Authors: Han Xu, Liang Haochen, Jiayi Ma

AAAI 2023 | Conference PDF | Archive PDF | Plain Text | LLM Run Details

Reproducibility Variable Result LLM Response
Research Type Experimental Qualitative, quantitative, and ablation experiments validate the superiority and generalization of MEF-CL. Our code is publicly available at https://github.com/hanna-xu/MEF-CL.
Researcher Affiliation Academia Electronic Information School, Wuhan University, Wuhan 430072, China
Pseudocode No The paper describes network architectures and processes but does not include a clearly labeled pseudocode block or algorithm.
Open Source Code Yes Our code is publicly available at https://github.com/hanna-xu/MEF-CL.
Open Datasets Yes We conduct experiments on the SICE dataset (Cai, Gu, and Zhang 2018)1 and perform the verification on different scenes, including indoor and outdoor scenes.1https://github.com/csjcai/SICE
Dataset Splits Yes We randomly selected 479 image sequences as the training set. The remaining 80 image sequences are as the test set.
Hardware Specification Yes The experiments are performed on an NVIDIA Geforce GTX Titan V GPU. Traditional methods are tested on a laptop with 3.2 GHz AMD Ryzen 7 5800H CPU.

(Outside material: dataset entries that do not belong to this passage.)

//! Interned string identifier.

use std::fmt;

/// Interned string identifier.
///
/// A dense index into the [`StringInterner`](crate::StringInterner) that
/// produced it. Comparing two names is a `u32` comparison.
#[derive(Copy, Clone, Eq, PartialEq, Ord, PartialOrd, Hash)]
#[repr(transparent)]
pub struct Name(u32);

impl Name {
    /// Pre-interned empty string.
    pub const EMPTY: Name = Name(0);

    #[inline]
    pub(crate) const fn from_index(index: u32) -> Self {
        Name(index)
    }

    #[inline]
    pub const fn index(self) -> usize {
        self.0 as usize
    }
}

impl fmt::Debug for Name {
    fn fmt(&self, f: &mut fmt::Formatter<'_>) -> fmt::Result {
        write!(f, "Name({})", self.0)
    }
}
//! Operator enums shared by the parser, inference and lowering.

use std::fmt;

/// Binary operators.
#[derive(Copy, Clone, Eq, PartialEq, Hash, Debug)]
pub enum BinaryOp {
    Add,
    Sub,
    Mul,
    Div,
    Mod,
    /// `==`
    Eq,
    /// `!=`
    NotEq,
    /// `===`
    StrictEq,
    /// `!==`
    StrictNotEq,
    Lt,
    LtEq,
    Gt,
    GtEq,
    And,
    Or,
    BitAnd,
    BitOr,
    BitXor,
    Shl,
    Shr,
    /// `>>>`
    UShr,
}

impl BinaryOp {
    /// Source spelling.
    pub fn as_symbol(self) -> &'static str {
        match self {
            BinaryOp::Add => "+",
            BinaryOp::Sub => "-",
            BinaryOp::Mul => "*",
            BinaryOp::Div => "/",
            BinaryOp::Mod => "%",
            BinaryOp::Eq => "==",
            BinaryOp::NotEq => "!=",
            BinaryOp::StrictEq => "===",
            BinaryOp::StrictNotEq => "!==",
            BinaryOp::Lt => "<",
            BinaryOp::LtEq => "<=",
            BinaryOp::Gt => ">",
            BinaryOp::GtEq => ">=",
            BinaryOp::And => "&&",
            BinaryOp::Or => "||",
            BinaryOp::BitAnd => "&",
            BinaryOp::BitOr => "|",
            BinaryOp::BitXor => "^",
            BinaryOp::Shl => "<<",
            BinaryOp::Shr => ">>",
            BinaryOp::UShr => ">>>",
        }
    }

    /// Spelling of the equivalent C operator.
    pub fn c_symbol(self) -> &'static str {
        match self {
            BinaryOp::StrictEq => "==",
            BinaryOp::StrictNotEq => "!=",
            BinaryOp::UShr => ">>",
            other => other.as_symbol(),
        }
    }

    pub fn is_arithmetic(self) -> bool {
        matches!(
            self,
            BinaryOp::Add | BinaryOp::Sub | BinaryOp::Mul | BinaryOp::Div | BinaryOp::Mod
        )
    }

    pub fn is_equality(self) -> bool {
        matches!(
            self,
            BinaryOp::Eq | BinaryOp::NotEq | BinaryOp::StrictEq | BinaryOp::StrictNotEq
        )
    }

    pub fn is_relational(self) -> bool {
        matches!(
            self,
            BinaryOp::Lt | BinaryOp::LtEq | BinaryOp::Gt | BinaryOp::GtEq
        )
    }

    pub fn is_logical(self) -> bool {
        matches!(self, BinaryOp::And | BinaryOp::Or)
    }

    /// Bitwise and shift operators; these truncate their operands to integers.
    pub fn is_bitwise(self) -> bool {
        matches!(
            self,
            BinaryOp::BitAnd
                | BinaryOp::BitOr
                | BinaryOp::BitXor
                | BinaryOp::Shl
                | BinaryOp::Shr
                | BinaryOp::UShr
        )
    }

    /// Negated equality (`!=`, `!==`).
    pub fn is_negated(self) -> bool {
        matches!(self, BinaryOp::NotEq | BinaryOp::StrictNotEq)
    }
}

impl fmt::Display for BinaryOp {
    fn fmt(&self, f: &mut fmt::Formatter<'_>) -> fmt::Result {
        f.write_str(self.as_symbol())
    }
}

/// Prefix unary operators.
#[derive(Copy, Clone, Eq, PartialEq, Hash, Debug)]
pub enum UnaryOp {
    /// `-x`
    Neg,
    /// `+x`
    Plus,
    /// `!x`
    Not,
    /// `~x`
    BitNot,
    /// `typeof x`
    Typeof,
}

impl UnaryOp {
    pub fn as_symbol(self) -> &'static str {
        match self {
            UnaryOp::Neg => "-",
            UnaryOp::Plus => "+",
            UnaryOp::Not => "!",
            UnaryOp::BitNot => "~",
            UnaryOp::Typeof => "typeof ",
        }
    }
}

/// `++` / `--`.
#[derive(Copy, Clone, Eq, PartialEq, Hash, Debug)]
pub enum UpdateOp {
    Increment,
    Decrement,
}

impl UpdateOp {
    pub fn as_symbol(self) -> &'static str {
        match self {
            UpdateOp::Increment => "++",
            UpdateOp::Decrement => "--",
        }
    }
}

/// Declaration keyword of a variable statement.
#[derive(Copy, Clone, Eq, PartialEq, Hash, Debug)]
pub enum DeclKind {
    Var,
    Let,
    Const,
}

impl DeclKind {
    /// `var` is function-scoped; `let` and `const` are block-scoped.
    pub fn is_block_scoped(self) -> bool {
        !matches!(self, DeclKind::Var)
    }
}
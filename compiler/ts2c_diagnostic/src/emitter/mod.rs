//! Diagnostic emitters.
//!
//! Only a human-readable terminal format exists; the trait is the seam for
//! anything else.

mod terminal;

pub use terminal::{ColorMode, TerminalEmitter};

use crate::Diagnostic;

/// Trait for emitting diagnostics in some output format.
pub trait DiagnosticEmitter {
    fn emit(&mut self, diagnostic: &Diagnostic);

    fn emit_all(&mut self, diagnostics: &[Diagnostic]) {
        for diag in diagnostics {
            self.emit(diag);
        }
    }

    /// Flush any buffered output.
    fn flush(&mut self);

    /// Emit a summary of errors/warnings.
    fn emit_summary(&mut self, error_count: usize, warning_count: usize);
}
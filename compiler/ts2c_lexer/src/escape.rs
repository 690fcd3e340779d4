//! Escape Sequence Processing
//!
//! Recognized escapes: `\n`, `\r`, `\t`, `\b`, `\f`, `\v`, `\0`, `\\`,
//! `\"`, `\'`, `\xHH`, `\uHHHH`. Unknown escapes drop the backslash, the
//! way the source language treats them.

#[inline]
fn resolve_escape(c: char) -> Option<char> {
    match c {
        'n' => Some('\n'),
        'r' => Some('\r'),
        't' => Some('\t'),
        'b' => Some('\u{8}'),
        'f' => Some('\u{c}'),
        'v' => Some('\u{b}'),
        '0' => Some('\0'),
        '\\' => Some('\\'),
        '"' => Some('"'),
        '\'' => Some('\''),
        _ => None,
    }
}

fn take_hex(chars: &mut std::str::Chars<'_>, digits: usize) -> Option<char> {
    let lookahead = chars.clone();
    let hex: String = lookahead.take(digits).collect();
    if hex.len() != digits || !hex.chars().all(|c| c.is_ascii_hexdigit()) {
        return None;
    }
    let value = u32::from_str_radix(&hex, 16).ok()?;
    let c = char::from_u32(value)?;
    for _ in 0..digits {
        chars.next();
    }
    Some(c)
}

/// Process string escape sequences of a literal body (quotes removed).
pub(crate) fn unescape_string(s: &str) -> String {
    let mut result = String::with_capacity(s.len());
    let mut chars = s.chars();

    while let Some(c) = chars.next() {
        if c != '\\' {
            result.push(c);
            continue;
        }
        match chars.next() {
            Some('x') => match take_hex(&mut chars, 2) {
                Some(decoded) => result.push(decoded),
                None => result.push('x'),
            },
            Some('u') => match take_hex(&mut chars, 4) {
                Some(decoded) => result.push(decoded),
                None => result.push('u'),
            },
            Some(esc) => result.push(resolve_escape(esc).unwrap_or(esc)),
            None => result.push('\\'),
        }
    }

    result
}

#[cfg(test)]
mod tests {
    use super::*;

    #[test]
    fn test_simple_escapes() {
        assert_eq!(unescape_string(r"a\nb"), "a\nb");
        assert_eq!(unescape_string(r"tab\there"), "tab\there");
        assert_eq!(unescape_string(r#"say \"hi\""#), "say \"hi\"");
        assert_eq!(unescape_string(r"it\'s"), "it's");
        assert_eq!(unescape_string(r"back\\slash"), "back\\slash");
    }

    #[test]
    fn test_hex_and_unicode_escapes() {
        assert_eq!(unescape_string(r"\x41"), "A");
        assert_eq!(unescape_string(r"\u0042"), "B");
        assert_eq!(unescape_string(r"\xZZ"), "xZZ");
    }

    #[test]
    fn test_unknown_escape_drops_backslash() {
        assert_eq!(unescape_string(r"\q"), "q");
        assert_eq!(unescape_string("trailing\\"), "trailing\\");
    }
}
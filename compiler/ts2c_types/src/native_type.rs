//! The native type model.
//!
//! Every source value is eventually represented by one of these C-level
//! shapes. Types are finite trees; nothing refers back to itself.

use std::fmt;

/// Scalar C types.
#[derive(Clone, Debug, PartialEq, Eq, Hash)]
pub enum Primitive {
    /// `int16_t`, the default for integer literals.
    Int,
    /// `int32_t`, for integers that do not fit in 16 bits.
    Long,
    Float,
    /// `uint8_t`
    Bool,
    /// `const char *`
    Str,
    Void,
    /// `void *`: nothing is known yet. Loses every merge.
    Pointer,
    /// `struct js_var`: incompatible evidence. Wins every merge.
    Boxed,
    /// A platform type forced by a plugin, spelled as given.
    Native(String),
}

impl Primitive {
    /// C spelling.
    pub fn c_name(&self) -> &str {
        match self {
            Primitive::Int => "int16_t",
            Primitive::Long => "int32_t",
            Primitive::Float => "float",
            Primitive::Bool => "uint8_t",
            Primitive::Str => "const char *",
            Primitive::Void => "void",
            Primitive::Pointer => "void *",
            Primitive::Boxed => "struct js_var",
            Primitive::Native(name) => name,
        }
    }

    /// Position in `int16_t < int32_t < float`.
    pub fn numeric_rank(&self) -> Option<u8> {
        match self {
            Primitive::Int => Some(0),
            Primitive::Long => Some(1),
            Primitive::Float => Some(2),
            _ => None,
        }
    }
}

/// `Array{element, capacity, dynamic}`.
#[derive(Clone, Debug, PartialEq)]
pub struct ArrayType {
    pub element: NativeType,
    /// Element count of the largest literal seen; meaningful for static
    /// arrays only.
    pub capacity: u32,
    /// Needs a growable heap representation.
    pub dynamic: bool,
}

/// A record with named fields, kept in first-seen order.
#[derive(Clone, Debug, Default)]
pub struct StructType {
    /// C tag; empty until inference finalization names it.
    pub name: String,
    pub fields: Vec<(String, NativeType)>,
}

impl StructType {
    pub fn field(&self, name: &str) -> Option<&NativeType> {
        self.fields.iter().find(|(n, _)| n == name).map(|(_, t)| t)
    }
}

/// Structural equality: the name and field order do not matter.
impl PartialEq for StructType {
    fn eq(&self, other: &Self) -> bool {
        self.fields.len() == other.fields.len()
            && self
                .fields
                .iter()
                .all(|(name, ty)| other.field(name) == Some(ty))
    }
}

/// A native type.
#[derive(Clone, Debug, PartialEq)]
pub enum NativeType {
    Primitive(Primitive),
    Array(Box<ArrayType>),
    /// String-keyed map with uniform values.
    Dict(Box<NativeType>),
    Struct(StructType),
}

impl NativeType {
    pub const INT: NativeType = NativeType::Primitive(Primitive::Int);
    pub const LONG: NativeType = NativeType::Primitive(Primitive::Long);
    pub const FLOAT: NativeType = NativeType::Primitive(Primitive::Float);
    pub const BOOL: NativeType = NativeType::Primitive(Primitive::Bool);
    pub const STR: NativeType = NativeType::Primitive(Primitive::Str);
    pub const VOID: NativeType = NativeType::Primitive(Primitive::Void);
    pub const POINTER: NativeType = NativeType::Primitive(Primitive::Pointer);
    pub const BOXED: NativeType = NativeType::Primitive(Primitive::Boxed);

    pub fn native(name: impl Into<String>) -> Self {
        NativeType::Primitive(Primitive::Native(name.into()))
    }

    pub fn array(element: NativeType, capacity: u32, dynamic: bool) -> Self {
        NativeType::Array(Box::new(ArrayType {
            element,
            capacity,
            dynamic,
        }))
    }

    pub fn dict(element: NativeType) -> Self {
        NativeType::Dict(Box::new(element))
    }

    /// Unnamed struct from `(field, type)` pairs.
    pub fn structure<I, S>(fields: I) -> Self
    where
        I: IntoIterator<Item = (S, NativeType)>,
        S: Into<String>,
    {
        NativeType::Struct(StructType {
            name: String::new(),
            fields: fields.into_iter().map(|(n, t)| (n.into(), t)).collect(),
        })
    }

    pub fn as_primitive(&self) -> Option<&Primitive> {
        match self {
            NativeType::Primitive(p) => Some(p),
            _ => None,
        }
    }

    pub fn as_array(&self) -> Option<&ArrayType> {
        match self {
            NativeType::Array(a) => Some(a),
            _ => None,
        }
    }

    pub fn as_struct(&self) -> Option<&StructType> {
        match self {
            NativeType::Struct(s) => Some(s),
            _ => None,
        }
    }

    pub fn is_numeric(&self) -> bool {
        self.as_primitive()
            .is_some_and(|p| p.numeric_rank().is_some())
    }

    pub fn is_float(&self) -> bool {
        matches!(self, NativeType::Primitive(Primitive::Float))
    }

    pub fn is_str(&self) -> bool {
        matches!(self, NativeType::Primitive(Primitive::Str))
    }

    pub fn is_bool(&self) -> bool {
        matches!(self, NativeType::Primitive(Primitive::Bool))
    }

    pub fn is_void(&self) -> bool {
        matches!(self, NativeType::Primitive(Primitive::Void))
    }

    /// Nothing is known about the value (`void *`).
    pub fn is_unknown(&self) -> bool {
        matches!(self, NativeType::Primitive(Primitive::Pointer))
    }

    pub fn is_boxed(&self) -> bool {
        matches!(self, NativeType::Primitive(Primitive::Boxed))
    }

    pub fn is_dynamic_array(&self) -> bool {
        self.as_array().is_some_and(|a| a.dynamic)
    }

    pub fn is_static_array(&self) -> bool {
        self.as_array().is_some_and(|a| !a.dynamic)
    }

    pub fn is_dict(&self) -> bool {
        matches!(self, NativeType::Dict(_))
    }

    pub fn is_struct(&self) -> bool {
        matches!(self, NativeType::Struct(_))
    }

    /// Values of this type live on the heap and need an allocation.
    pub fn is_heap_container(&self) -> bool {
        self.is_dynamic_array() || self.is_dict() || self.is_struct()
    }

    /// Element type of arrays and dicts.
    pub fn element(&self) -> Option<&NativeType> {
        match self {
            NativeType::Array(a) => Some(&a.element),
            NativeType::Dict(e) => Some(e),
            _ => None,
        }
    }

    /// Every array at any depth becomes dynamic.
    #[must_use]
    pub fn dynamize(&self) -> NativeType {
        match self {
            NativeType::Array(a) => NativeType::array(a.element.dynamize(), a.capacity, true),
            NativeType::Dict(e) => NativeType::dict(e.dynamize()),
            NativeType::Struct(s) => NativeType::Struct(StructType {
                name: s.name.clone(),
                fields: s
                    .fields
                    .iter()
                    .map(|(n, t)| (n.clone(), t.dynamize()))
                    .collect(),
            }),
            NativeType::Primitive(_) => self.clone(),
        }
    }

    /// Does any struct appear in this type (at any depth)?
    pub fn contains_struct(&self) -> bool {
        match self {
            NativeType::Struct(_) => true,
            NativeType::Array(a) => a.element.contains_struct(),
            NativeType::Dict(e) => e.contains_struct(),
            NativeType::Primitive(_) => false,
        }
    }
}

impl From<Primitive> for NativeType {
    fn from(p: Primitive) -> Self {
        NativeType::Primitive(p)
    }
}

impl fmt::Display for NativeType {
    fn fmt(&self, f: &mut fmt::Formatter<'_>) -> fmt::Result {
        match self {
            NativeType::Primitive(p) => f.write_str(p.c_name()),
            NativeType::Array(a) if a.dynamic => write!(f, "{}[]", a.element),
            NativeType::Array(a) => write!(f, "{}[{}]", a.element, a.capacity),
            NativeType::Dict(e) => write!(f, "{{ [key]: {e} }}"),
            NativeType::Struct(s) => {
                if !s.name.is_empty() {
                    write!(f, "struct {} ", s.name)?;
                }
                f.write_str("{ ")?;
                for (i, (name, ty)) in s.fields.iter().enumerate() {
                    if i > 0 {
                        f.write_str(", ")?;
                    }
                    write!(f, "{name}: {ty}")?;
                }
                f.write_str(" }")
            }
        }
    }
}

Software Dependencies No The paper mentions 'Tensor Flow' but does not specify its version number or other software dependencies with versions.
Experiment Setup Yes The hyper-parameters are set as: λ1 = 10, λ2 = 20, τ = 0.01. The batch size is set to 20, the training epoch is 2, and the learning rate is 0.0001. We use the RMSProp optimizer for optimization.